Flemish newspapers cover attacks committed by Muslims differently from those perpetrated by non-Muslims, according to a study by the University of Antwerp that focuses on attacks carried out between 2001 and 2016. If the author of an attack is a Muslim, he is most often labelled a “terrorist”, the authors of the study note. “There is therefore a danger that people automatically and spontaneously associate terrorism with Muslims,” they warn.
Political science students examined the way newspapers in Flanders – De Standaard, De Morgen, Het Laatste Nieuws and Het Nieuwsblad – reported on terrorism and the potential effects on public opinion.
They thus analysed the way Islamist attacks were described compared to similar attacks committed by non-Muslims, such as Anders Breivik in Norway.

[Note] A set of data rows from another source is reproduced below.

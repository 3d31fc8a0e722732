//! Store layout builder.

use crate::store::Store;
use viewstore_core::{Error, IndexDescriptor, IndexKind, Result, Shape, ShapeRegistry};

/// Builder for a [`Store`] and its index layout.
///
/// The primary index always lands in slot 0 and secondary indices follow in
/// declaration order. Each slice heap is placed after the secondaries,
/// preceded by a non-unique hash index on its group unless one is declared.
///
/// ```rust
/// use viewstore_core::{FieldType, Shape};
/// use viewstore_storage::StoreBuilder;
///
/// let shape = Shape::of(&[FieldType::Int, FieldType::Int, FieldType::Double]);
/// let store = StoreBuilder::new(shape)
///     .primary_hash(&[1])
///     .slice_min(&[2], 3)
///     .build()
///     .unwrap();
/// assert_eq!(store.index_count(), 3);
/// ```
#[derive(Debug)]
pub struct StoreBuilder {
    shape: Shape,
    primary: Option<IndexDescriptor>,
    secondary: Vec<IndexDescriptor>,
    heaps: Vec<IndexDescriptor>,
    capacity: usize,
}

impl StoreBuilder {
    /// Starts a layout for `shape`.
    pub fn new(shape: Shape) -> Self {
        Self {
            shape,
            primary: None,
            secondary: Vec::new(),
            heaps: Vec::new(),
            capacity: 0,
        }
    }

    /// Starts from the layout last recorded for `shape` by any store.
    pub fn like(shape: &Shape) -> Result<Self> {
        let mut layout = ShapeRegistry::global()
            .layout(shape)
            .ok_or_else(|| Error::invalid_descriptor(format!("no layout recorded for {shape}")))?
            .into_iter();
        let mut builder = Self::new(shape.clone());
        builder.primary = layout.next();
        builder.secondary = layout.collect();
        Ok(builder)
    }

    /// Sets a unique hash primary index.
    pub fn primary_hash(self, fields: &[usize]) -> Self {
        self.primary(IndexDescriptor::hash(fields, true))
    }

    /// Sets a unique tree primary index.
    pub fn primary_tree(self, fields: &[usize]) -> Self {
        self.primary(IndexDescriptor::tree(fields, true))
    }

    /// Sets an array primary index; each key is `(position, lo, hi)`.
    pub fn primary_array(self, keys: &[(usize, i64, i64)]) -> Self {
        self.primary(IndexDescriptor::array(keys))
    }

    /// Sets a list primary index, for stores that are only scanned.
    pub fn primary_list(self) -> Self {
        self.primary(IndexDescriptor::list(&[]))
    }

    /// Sets the primary index.
    pub fn primary(mut self, descriptor: IndexDescriptor) -> Self {
        self.primary = Some(descriptor);
        self
    }

    /// Adds a secondary hash index.
    pub fn hash_index(self, fields: &[usize], unique: bool) -> Self {
        self.index(IndexDescriptor::hash(fields, unique))
    }

    /// Adds a secondary tree index.
    pub fn tree_index(self, fields: &[usize], unique: bool) -> Self {
        self.index(IndexDescriptor::tree(fields, unique))
    }

    /// Adds a secondary list index.
    pub fn list_index(self, fields: &[usize]) -> Self {
        self.index(IndexDescriptor::list(fields))
    }

    /// Adds a secondary index.
    pub fn index(mut self, descriptor: IndexDescriptor) -> Self {
        self.secondary.push(descriptor);
        self
    }

    /// Adds a min slice heap on `target` per `group`.
    pub fn slice_min(mut self, group: &[usize], target: usize) -> Self {
        self.heaps.push(IndexDescriptor::slice_min(group, target));
        self
    }

    /// Adds a max slice heap on `target` per `group`.
    pub fn slice_max(mut self, group: &[usize], target: usize) -> Self {
        self.heaps.push(IndexDescriptor::slice_max(group, target));
        self
    }

    /// Sets the expected number of entries.
    pub fn capacity(mut self, capacity: usize) -> Self {
        self.capacity = capacity;
        self
    }

    /// Builds the store.
    pub fn build(self) -> Result<Store> {
        let primary = self
            .primary
            .ok_or_else(|| Error::invalid_descriptor("a store needs a primary index"))?;
        let mut descriptors = Vec::with_capacity(1 + self.secondary.len() + 2 * self.heaps.len());
        descriptors.push(primary);
        descriptors.extend(self.secondary);

        for heap in self.heaps {
            let grouping = descriptors
                .iter()
                .position(|d| d.kind() == IndexKind::Hash && d.fields() == heap.fields());
            let partition = match grouping {
                Some(slot) => slot,
                None => {
                    descriptors.push(IndexDescriptor::hash(heap.fields(), false));
                    descriptors.len() - 1
                }
            };
            descriptors.push(heap.with_partition(partition));
        }

        Store::with_capacity(self.shape, descriptors, self.capacity)
    }
}
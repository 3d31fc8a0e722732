//! Scan-only list index.

use crate::stats::IndexStats;
use crate::traits::{EntrySource, Index, IndexError};
use alloc::sync::Arc;
use alloc::vec::Vec;
use viewstore_core::{Entry, EntryId, IndexKind, KeySpec};

/// Handles kept in insertion order. Every lookup is a linear scan comparing
/// its key fields.
#[derive(Debug)]
pub struct ListIndex {
    spec: Arc<KeySpec>,
    ids: Vec<EntryId>,
    stats: IndexStats,
}

impl ListIndex {
    /// Creates an empty list comparing the fields of `spec`.
    pub fn new(spec: Arc<KeySpec>) -> Self {
        Self::with_capacity(spec, 0)
    }

    /// Creates an empty list with room for `capacity` handles.
    pub fn with_capacity(spec: Arc<KeySpec>, capacity: usize) -> Self {
        Self {
            spec,
            ids: Vec::with_capacity(capacity),
            stats: IndexStats::new(),
        }
    }

    /// Returns the key spec.
    pub fn spec(&self) -> &Arc<KeySpec> {
        &self.spec
    }

    fn matching<'a>(
        &'a self,
        key: &'a Entry,
        src: &'a dyn EntrySource,
    ) -> impl Iterator<Item = EntryId> + 'a {
        self.ids.iter().copied().filter(move |&id| {
            src.entry(id)
                .is_some_and(|entry| self.spec.matches(key, entry))
        })
    }
}

impl Index for ListIndex {
    fn kind(&self) -> IndexKind {
        IndexKind::List
    }

    fn is_unique(&self) -> bool {
        false
    }

    fn len(&self) -> usize {
        self.ids.len()
    }

    fn add(&mut self, id: EntryId, _entry: &Entry, _src: &dyn EntrySource) -> Result<(), IndexError> {
        self.ids.push(id);
        self.stats.add_entry();
        Ok(())
    }

    fn remove(&mut self, id: EntryId, _entry: &Entry) -> bool {
        match self.ids.iter().position(|&x| x == id) {
            Some(pos) => {
                self.ids.remove(pos);
                self.stats.remove_entry();
                true
            }
            None => false,
        }
    }

    fn is_affected(&self, _before: &Entry, _after: &Entry) -> bool {
        false
    }

    fn get(&self, key: &Entry, src: &dyn EntrySource) -> Option<EntryId> {
        self.matching(key, src).next()
    }

    fn slice(&self, key: &Entry, src: &dyn EntrySource, visit: &mut dyn FnMut(EntryId)) {
        self.matching(key, src).for_each(visit);
    }

    fn for_each(&self, visit: &mut dyn FnMut(EntryId)) {
        self.ids.iter().copied().for_each(visit);
    }

    fn clear(&mut self) {
        self.ids.clear();
        self.stats.clear();
    }

    fn stats(&self) -> &IndexStats {
        &self.stats
    }
}

#[cfg(test)]
mod tests {
    use super::*;
    use alloc::vec;
    use viewstore_core::{Comparison, Shape, ShapeRegistry, Value};

    fn entries() -> Vec<Entry> {
        [(1, "a"), (2, "b"), (1, "c")]
            .iter()
            .map(|&(k, s)| Entry::from_values(vec![Value::Int(k), Value::from(s)]))
            .collect()
    }

    fn list(fields: &[usize]) -> (ListIndex, Vec<Entry>) {
        let entries = entries();
        let spec = ShapeRegistry::global()
            .key_spec(entries[0].shape(), fields, Comparison::Equality)
            .unwrap();
        let mut index = ListIndex::new(spec);
        for (i, e) in entries.iter().enumerate() {
            index.add(EntryId::new(i as u32, 0), e, &entries).unwrap();
        }
        (index, entries)
    }

    fn collect(index: &ListIndex, key: &Entry, src: &Vec<Entry>) -> Vec<u32> {
        let mut out = Vec::new();
        index.slice(key, src, &mut |id| out.push(id.slot()));
        out
    }

    #[test]
    fn test_insertion_order() {
        let (index, _) = list(&[]);
        let mut order = Vec::new();
        index.for_each(&mut |id| order.push(id.slot()));
        assert_eq!(order, vec![0, 1, 2]);
        assert_eq!(index.len(), 3);
    }

    #[test]
    fn test_slice_wildcard() {
        let (index, entries) = list(&[1]);
        let shape: Shape = entries[0].shape().clone();
        let key = Entry::key(&shape, [(1, 1)]);
        assert_eq!(collect(&index, &key, &entries), vec![0, 2]);
        assert_eq!(index.get(&key, &entries), Some(EntryId::new(0, 0)));
        assert_eq!(collect(&index, &Entry::new(&shape), &entries), vec![0, 1, 2]);
    }

    #[test]
    fn test_full_field_compare() {
        let (index, entries) = list(&[]);
        let probe = Entry::from_values(vec![Value::Int(1), Value::from("c")]);
        assert_eq!(index.get(&probe, &entries), Some(EntryId::new(2, 0)));
    }

    #[test]
    fn test_remove_keeps_order() {
        let (mut index, entries) = list(&[]);
        assert!(index.remove(EntryId::new(1, 0), &entries[1]));
        assert!(!index.remove(EntryId::new(1, 0), &entries[1]));
        let mut order = Vec::new();
        index.for_each(&mut |id| order.push(id.slot()));
        assert_eq!(order, vec![0, 2]);
        assert_eq!(index.stats().entries(), 2);
    }
}
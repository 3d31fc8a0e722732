//! Stable entry handles.

use core::fmt;

/// Handle of an entry held by a store.
///
/// The slot is reused after a delete; the generation is bumped on every reuse
/// so that stale handles never alias a newer entry.
#[derive(Clone, Copy, PartialEq, Eq, Hash, PartialOrd, Ord)]
pub struct EntryId {
    slot: u32,
    generation: u32,
}

impl EntryId {
    /// Creates a handle from its parts.
    #[inline]
    pub const fn new(slot: u32, generation: u32) -> Self {
        Self { slot, generation }
    }

    /// Returns the slot number.
    #[inline]
    pub const fn slot(&self) -> u32 {
        self.slot
    }

    /// Returns the generation of the slot this handle was issued for.
    #[inline]
    pub const fn generation(&self) -> u32 {
        self.generation
    }
}

impl fmt::Debug for EntryId {
    fn fmt(&self, f: &mut fmt::Formatter<'_>) -> fmt::Result {
        write!(f, "#{}v{}", self.slot, self.generation)
    }
}
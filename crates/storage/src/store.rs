//! Indexed entry store.
//!
//! A `Store` owns the entries of one shape and keeps every declared index in
//! step with them. Slot 0 is the primary index. Every live entry is placed in
//! every index exactly once; inserts, key-touching updates and deletes either
//! reach all indices or none of them.

use crate::slab::EntrySlab;
use hashbrown::HashSet;
use viewstore_core::{
    Entry, EntryId, Error, IndexDescriptor, IndexKind, Result, Shape, ShapeRegistry, Value,
};
use viewstore_index::{AnyIndex, Index, IndexError, IndexStats, KeyRange};

/// Entries of one shape under a fixed list of indices.
#[derive(Debug)]
pub struct Store {
    shape: Shape,
    descriptors: Vec<IndexDescriptor>,
    indices: Vec<AnyIndex>,
    slab: EntrySlab,
    capacity: usize,
}
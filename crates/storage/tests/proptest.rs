//! Property-based tests for viewstore-storage using proptest.

use proptest::prelude::*;
use viewstore_core::{Entry, EntryId, FieldType, Shape, Value};
use viewstore_storage::{Store, StoreBuilder};

/// (id, group, amount)
fn shape() -> Shape {
    Shape::of(&[FieldType::Int, FieldType::Int, FieldType::Long])
}

fn row(id: i32, group: i32, amount: i64) -> Entry {
    Entry::from_values(vec![Value::Int(id), Value::Int(group), Value::Long(amount)])
}

fn id_key(id: i32) -> Entry {
    Entry::key(&shape(), [(1, id)])
}

fn group_key(group: i32) -> Entry {
    Entry::key(&shape(), [(2, group)])
}

fn store() -> Store {
    StoreBuilder::new(shape())
        .primary_hash(&[1])
        .tree_index(&[2, 3], false)
        .slice_max(&[2], 3)
        .build()
        .unwrap()
}

#[derive(Clone, Debug)]
enum Op {
    Insert(i32, i32, i64),
    SetAmount(i32, i64),
    SetGroup(i32, i32),
    Delete(i32),
}

fn op() -> impl Strategy<Value = Op> {
    prop_oneof![
        3 => (0i32..30, 0i32..4, -100i64..100).prop_map(|(i, g, a)| Op::Insert(i, g, a)),
        2 => (0i32..30, -100i64..100).prop_map(|(i, a)| Op::SetAmount(i, a)),
        1 => (0i32..30, 0i32..4).prop_map(|(i, g)| Op::SetGroup(i, g)),
        1 => (0i32..30).prop_map(Op::Delete),
    ]
}

fn apply(store: &mut Store, op: &Op) {
    match *op {
        Op::Insert(i, g, a) => {
            let _ = store.insert(row(i, g, a));
        }
        Op::SetAmount(i, a) => {
            if let Some(id) = store.get_id(0, &id_key(i)) {
                store.update(id, |e| e.set(3, a)).unwrap();
            }
        }
        Op::SetGroup(i, g) => {
            if let Some(id) = store.get_id(0, &id_key(i)) {
                store.update(id, |e| e.set(2, g)).unwrap();
            }
        }
        Op::Delete(i) => {
            store.delete_by_key(0, &id_key(i));
        }
    }
}

fn count(store: &Store) -> usize {
    let mut n = 0;
    store.for_each(|_, _| n += 1);
    n
}

proptest! {
    /// The entry count equals the length of one full traversal, and every
    /// index holds every entry.
    #[test]
    fn prop_len_matches_traversal(ops in prop::collection::vec(op(), 0..120)) {
        let mut store = store();
        for op in &ops {
            apply(&mut store, op);
            prop_assert_eq!(store.len(), count(&store));
        }
        for slot in 0..store.index_count() {
            prop_assert_eq!(store.index_len(slot), store.len());
        }
    }

    /// The slice maximum equals the maximum over a filtered traversal.
    #[test]
    fn prop_slice_max_matches_scan(ops in prop::collection::vec(op(), 0..120)) {
        let mut store = store();
        for op in &ops {
            apply(&mut store, op);
            for group in 0..4 {
                let mut expected: Option<i64> = None;
                store.for_each(|_, e| {
                    if e.get(2).as_int() == Some(group) {
                        let amount = e.get(3).as_long().unwrap();
                        expected = Some(expected.map_or(amount, |m| m.max(amount)));
                    }
                });
                let got = store
                    .slice_max(&group_key(group), &[2], 3)
                    .unwrap()
                    .map(|e| e.get(3).as_long().unwrap());
                prop_assert_eq!(got, expected);
            }
        }
    }

    /// Lookups through the primary and the tree reflect the latest values.
    #[test]
    fn prop_lookups_follow_updates(ops in prop::collection::vec(op(), 0..120)) {
        let mut store = store();
        for op in &ops {
            apply(&mut store, op);
        }
        let mut live: Vec<(EntryId, Entry)> = Vec::new();
        store.for_each(|id, e| live.push((id, e.clone())));
        for (id, entry) in &live {
            let key = entry.get(1).as_int().unwrap();
            prop_assert_eq!(store.get_id(0, &id_key(key)), Some(*id));

            let mut tree_key = Entry::new(&shape());
            tree_key.set(2, entry.get(2).clone());
            tree_key.set(3, entry.get(3).clone());
            let mut found = false;
            store.slice(1, &tree_key, |hit, _| found |= hit == *id);
            prop_assert!(found);
        }
    }

    /// Distinct primary keys round trip through traversal and clear.
    #[test]
    fn prop_round_trip_and_clear(ids in prop::collection::hash_set(0i32..1000, 0..100)) {
        let mut store = store();
        for &i in &ids {
            store.insert(row(i, i % 4, i64::from(i))).unwrap();
        }
        prop_assert_eq!(count(&store), ids.len());
        store.clear();
        prop_assert_eq!(count(&store), 0);
        prop_assert!(store.is_empty());
    }

    /// A rejected duplicate leaves the store exactly as it was.
    #[test]
    fn prop_duplicate_rejected(rows in prop::collection::vec((0i32..20, 0i32..4, -5i64..5), 1..60)) {
        let mut store = store();
        for &(i, g, a) in &rows {
            let before = store.len();
            let existing = store.get_copy(0, &id_key(i));
            let result = store.insert(row(i, g, a));
            match existing {
                Some(old) => {
                    prop_assert!(result.unwrap_err().is_duplicate_key());
                    prop_assert_eq!(store.len(), before);
                    prop_assert_eq!(store.get_copy(0, &id_key(i)), Some(old));
                }
                None => {
                    prop_assert!(result.is_ok());
                    prop_assert_eq!(store.len(), before + 1);
                }
            }
        }
    }
}
//! Error types for viewstore.

use crate::shape::Shape;
use crate::types::FieldType;
use crate::value::Value;
use thiserror::Error;

/// Result type alias for viewstore operations.
pub type Result<T> = core::result::Result<T, Error>;

/// Error types for store, entry and descriptor operations.
///
/// Only [`Error::DuplicateKey`] is an ordinary control-flow result. Every other
/// variant reports a caller bug; see [`Error::is_fatal`].
#[derive(Debug, Error)]
pub enum Error {
    /// Entry shape differs from the store shape.
    #[error("shape mismatch: store holds {expected}, entry is {got}")]
    ShapeMismatch { expected: Shape, got: Shape },

    /// Value written into a position of a different field type.
    #[error("type mismatch at position {position}: expected {expected}, got {got}")]
    TypeMismatch {
        position: usize,
        expected: FieldType,
        got: FieldType,
    },

    /// Position outside `1..=arity`.
    #[error("position {position} out of range for arity {arity}")]
    PositionOutOfRange { position: usize, arity: usize },

    /// Malformed index descriptor or index request.
    #[error("invalid index descriptor: {message}")]
    InvalidDescriptor { message: String },

    /// Array index key outside its declared bounds.
    #[error("key {key:?} outside the bounds of array index {index}")]
    KeyOutOfBounds { index: usize, key: Vec<Value> },

    /// Unique index already holds an entry with an equal key.
    #[error("duplicate key on index {index}: {key:?}")]
    DuplicateKey { index: usize, key: Vec<Value> },
}

impl Error {
    /// Creates an invalid descriptor error.
    pub fn invalid_descriptor(message: impl Into<String>) -> Self {
        Error::InvalidDescriptor {
            message: message.into(),
        }
    }

    /// Creates a duplicate key error.
    pub fn duplicate_key(index: usize, key: Vec<Value>) -> Self {
        Error::DuplicateKey { index, key }
    }

    /// Returns true for errors that indicate a caller bug and must abort the
    /// current trigger.
    pub fn is_fatal(&self) -> bool {
        !matches!(self, Error::DuplicateKey { .. })
    }

    /// Returns true for unique-key violations.
    pub fn is_duplicate_key(&self) -> bool {
        matches!(self, Error::DuplicateKey { .. })
    }
}
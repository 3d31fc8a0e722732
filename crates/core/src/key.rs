//! Generated key hashers and comparators.
//!
//! A `KeySpec` is produced once per (shape, key positions, comparison) and
//! cached by the shape registry. It projects entries onto their key, hashes the
//! projection with the mixing hash, and compares keys field by field. An unset
//! field on either side compares equal, which is what makes partial-key
//! lookups work.

use crate::entry::Entry;
use crate::hash;
use crate::shape::Shape;
use crate::value::Value;
use core::cmp::Ordering;

/// Comparison flavour of a generated key spec.
#[derive(Clone, Copy, Debug, PartialEq, Eq, Hash)]
pub enum Comparison {
    /// Equal / not equal (hash and list indices).
    Equality,
    /// Three-way ordering (tree indices).
    Ordering,
}

/// Projected key of an entry, in key-position order.
pub type KeyTuple = Vec<Value>;

/// Hash and compare routines specialised for one key projection of a shape.
#[derive(Debug)]
pub struct KeySpec {
    shape: Shape,
    /// Zero-based positions.
    offsets: Box<[usize]>,
    comparison: Comparison,
}

impl KeySpec {
    pub(crate) fn new(shape: Shape, positions: &[usize], comparison: Comparison) -> Self {
        Self {
            shape,
            offsets: positions.iter().map(|p| p - 1).collect(),
            comparison,
        }
    }

    /// Returns the shape this spec was generated for.
    #[inline]
    pub fn shape(&self) -> &Shape {
        &self.shape
    }

    /// Returns the comparison flavour.
    #[inline]
    pub fn comparison(&self) -> Comparison {
        self.comparison
    }

    /// Returns the number of key fields.
    #[inline]
    pub fn width(&self) -> usize {
        self.offsets.len()
    }

    /// Returns the 1-based key positions.
    pub fn positions(&self) -> impl Iterator<Item = usize> + '_ {
        self.offsets.iter().map(|o| o + 1)
    }

    /// Projects an entry onto this key.
    pub fn project(&self, entry: &Entry) -> KeyTuple {
        self.offsets
            .iter()
            .map(|&o| entry.values()[o].clone())
            .collect()
    }

    /// Hashes the key fields of an entry.
    pub fn hash(&self, entry: &Entry) -> u32 {
        let values = entry.values();
        let acc = self
            .offsets
            .iter()
            .fold(hash::SEED, |acc, &o| hash::mix(acc, values[o].scalar_hash()));
        hash::finish(acc, self.offsets.len() as u32)
    }

    /// Returns true if any key field of `key` is unset.
    pub fn has_wildcard(&self, key: &[Value]) -> bool {
        key.iter().any(Value::is_unset)
    }

    /// Number of leading key fields that are set.
    pub fn fixed_prefix(&self, key: &[Value]) -> usize {
        key.iter().take_while(|v| !v.is_unset()).count()
    }

    /// Wildcard-aware key equality.
    pub fn equals(&self, a: &[Value], b: &[Value]) -> bool {
        a.iter()
            .zip(b)
            .all(|(x, y)| x.is_unset() || y.is_unset() || x == y)
    }

    /// Wildcard-aware three-way ordering; the first unequal field decides.
    pub fn compare(&self, a: &[Value], b: &[Value]) -> Ordering {
        for (x, y) in a.iter().zip(b) {
            if x.is_unset() || y.is_unset() {
                continue;
            }
            match x.cmp(y) {
                Ordering::Equal => {}
                other => return other,
            }
        }
        Ordering::Equal
    }

    /// Returns true if `entry` matches the partial key held in `probe`.
    pub fn matches(&self, probe: &Entry, entry: &Entry) -> bool {
        let (p, e) = (probe.values(), entry.values());
        self.offsets
            .iter()
            .all(|&o| p[o].is_unset() || e[o].is_unset() || p[o] == e[o])
    }

    /// Returns true if any key field of `probe` is unset.
    pub fn is_partial(&self, probe: &Entry) -> bool {
        let values = probe.values();
        self.offsets.iter().any(|&o| values[o].is_unset())
    }

    /// Exact key equality between two entries, sentinels included. Used for
    /// uniqueness checks.
    pub fn same_key(&self, a: &Entry, b: &Entry) -> bool {
        let (x, y) = (a.values(), b.values());
        self.offsets.iter().all(|&o| x[o] == y[o])
    }

    /// Returns true if any key field differs between the two versions.
    pub fn changed(&self, before: &Entry, after: &Entry) -> bool {
        let (b, a) = (before.values(), after.values());
        self.offsets.iter().any(|&o| b[o] != a[o])
    }
}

“In all these newspapers, Muslims are more often described as “terrorists” than non-Muslims,” the researchers concluded. Yet all the attacks studied are not, in actual fact, terrorist. Moreover, the reporting on Islamist attacks focuses more on the perpetrator, for example, his past and religion, and much less on the victims, the study found.
When terrorist attacks are committed, 75% of Muslim perpetrators are described as terrorists as against 26% for non-Muslims.
“Labelling someone in this way is not innocent,” says Sofie Gebruers, one of the authors of the study, who warns of the risk that people will associate terrorism and Islam. “Follow-up experimental research has shown that after reading an article in which the word ‘terrorism’ has been used, people trust Muslims less and have a greater fear of terrorism.”
“That is problematic because sowing fear is precisely one of the terrorists’ most important objectives,” adds the Antwerp student. “In this way the media facilitate their strategy. We therefore call on editors and journalists to be vigilant and avoid the stigmatization of Muslims. Moreover, we hope media consumers will read the newspapers critically, bearing in mind the risk of prejudice.”